11 October 2010

If it's broken, how can we fix it? (a Dirty Dozen without Telly Savalas)

Greetings, loyal reader, and also to you, first time visitor to the Blaze of Competence!

For the next two weeks, I have an "October Break", one of those things that makes teachers revel in being teachers. Most of my peers in education don't have quite this long off, but I do, so I'm going to bask in the glory of actually having time to do the work I need to do, and perhaps getting caught up on this project. And by project, I mean blog. And by caught up, I mean spewing forth my rants on education as I see it.

I envision using my time over the next 14 days to lay out and explain, in my simple and un-researched way, what I think is wrong with American education, what I think is right with American education, and how it can be "fixed".

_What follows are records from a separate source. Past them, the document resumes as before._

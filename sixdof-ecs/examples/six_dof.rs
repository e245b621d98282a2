// Copyright 2025 John Brosnihan
//
// Licensed under the Apache License, Version 2.0 (the "License");
// you may not use this file except in compliance with the License.
// You may obtain a copy of the License at
//
//     http://www.apache.org/licenses/LICENSE-2.0
//
// Unless required by applicable law or agreed to in writing, software
// distributed under the License is distributed on an "AS IS" BASIS,
// WITHOUT WARRANTIES OR CONDITIONS OF ANY KIND, either express or implied.
// See the License for the specific language governing permissions and
// limitations under the License.
//! Three-body six-DOF example
//!
//! Three spinning bodies orbit a fixed central attractor. Each body carries
//! mesh and material handles that the simulation passes through untouched.
//!
//! # Running
//!
//! ```bash
//! RUST_LOG=info cargo run --example six_dof --release
//! ```

use glam::{DQuat, DVec3};
use sixdof_ecs::config::SimulationConfig;
use sixdof_ecs::ecs::components::{Inertia, WorldPos, WorldVel};
use sixdof_ecs::ecs::{Body, Handle};
use sixdof_ecs::forces::gravity::CentralGravity;
use sixdof_ecs::integration::{six_dof_builder, total_kinetic_energy};
use sixdof_ecs::math::SpatialInertia;
use sixdof_ecs::sim::WorldBuilder;

/// Render-side data the simulation never reads
#[allow(dead_code)]
struct Mesh {
    name: &'static str,
    vertices: usize,
}

#[allow(dead_code)]
struct Material {
    color: [f32; 3],
}

fn main() -> Result<(), Box<dyn std::error::Error>> {
    env_logger::init();

    println!("Six-DOF ECS - Three Body Example");
    println!("================================\n");

    let config = SimulationConfig::new()
        .with_time_step(1.0 / 60.0)
        .with_history(120);
    let mut builder = WorldBuilder::new().with_config(config.clone());

    let cube = builder.insert_asset(Mesh {
        name: "cube",
        vertices: 8,
    });
    let steel = builder.insert_asset(Material {
        color: [0.6, 0.6, 0.65],
    });

    let mut bodies = Vec::new();
    for (i, radius) in [2.0, 3.5, 5.0].into_iter().enumerate() {
        // Circular orbit speed for G·M = 1
        let speed = (1.0_f64 / radius).sqrt();
        let body = Body::new(
            WorldPos::new(DQuat::IDENTITY, DVec3::new(radius, 0.0, 0.0)),
            WorldVel::new(DVec3::new(0.0, 0.0, 1.0 + i as f64), DVec3::new(0.0, speed, 0.0)),
            Inertia(SpatialInertia::from_diagonal(DVec3::new(0.2, 0.3, 0.4), 1.0)),
        );
        let entity = builder.spawn((body, cube, steel))?;
        bodies.push(entity);
    }
    println!("Spawned {} bodies", bodies.len());

    let mut pipeline = six_dof_builder(&config)?;
    pipeline.add_system(CentralGravity::unit_attractor().into_system());
    let pipeline = pipeline.build()?;
    println!("Pipeline stages: {:?}", pipeline.stage_names());

    let mut sim = builder.run(pipeline)?;
    let initial_energy = total_kinetic_energy(sim.world())?;

    for second in 1..=5 {
        sim.run_for(60)?;
        println!("\nt = {:.2} s (tick {})", sim.elapsed(), sim.tick_count());
        for &entity in &bodies {
            let pos = sim.world().get::<WorldPos>(entity)?;
            let p = pos.linear();
            let (axis, angle) = pos.angular().to_axis_angle();
            println!(
                "  {} at ({:+.3}, {:+.3}, {:+.3}), rotated {:.2} rad about ({:.1}, {:.1}, {:.1})",
                entity, p.x, p.y, p.z, angle, axis.x, axis.y, axis.z
            );
        }
        log::info!("second {} complete", second);
    }

    let mesh: Handle<Mesh> = *sim.world().get::<Handle<Mesh>>(bodies[0])?;
    println!("\nBody 0 still renders as `{}`", sim.world().asset(mesh)?.name);

    let energy = total_kinetic_energy(sim.world())?;
    println!("Kinetic energy: {:.6} -> {:.6}", initial_energy, energy);

    if let Some(latest) = sim.history().and_then(|history| history.latest()) {
        println!("\nLatest snapshot ({} bytes of JSON)", latest.to_json()?.len());
    }

    println!("\nExample completed successfully!");
    Ok(())
}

Now, please note, I've put "fixed" in quotes, and that should signal something to you the reader. It should signal that I might not entirely believe that education should or can be repaired. It could also indicate that I might not think that education needs to be "fixed".

See, those quotation marks may have signaled any of those ideas, and that's something you learned in an English class. However, since there are multiple possible interpretations of what I my have meant by using those quotation marks, this is the kind of question that so-called achievement tests avoid asking. Thus, this is the kind of question/skill that many average students can't answer.

The sad part is that it isn't their faults.

No, it's the fault of the American education system, which has become so chained to testing to figure out how "advanced" it's students are that it stopped testing practical skills. But that's not for right now, that'll come later. (did that get your attention? I hope so)

For now, I'd like to outline the basic problems that I think face American education, then using my cartoon-villain sized brain, I'll lead you through these problems, and then explain how I think they can be fixed.

If we aren't careful, I'll be running for office......

Without further ado, the list of the things that I think are wrong with American education:

1. Everyone takes achievement tests in America

2. Those tests make us dumber

3. We have to take the test to get the pittance of federal money set aside for us

4. Society has changed, and not for the better

5. Society tells us that everybody needs to go to college

6. Parents (and the fact that 15% of them should be institutionalized)

7. Charter and Online schools

8. Public School Unions

9. Schools that won't change

10. Schools that change too often

11. Money

12. Teacher education programs

I'll be back tomorrow, and that's when I'll unleash a whole can of common sense on why the death of the American educational system may be greatly exaggerated.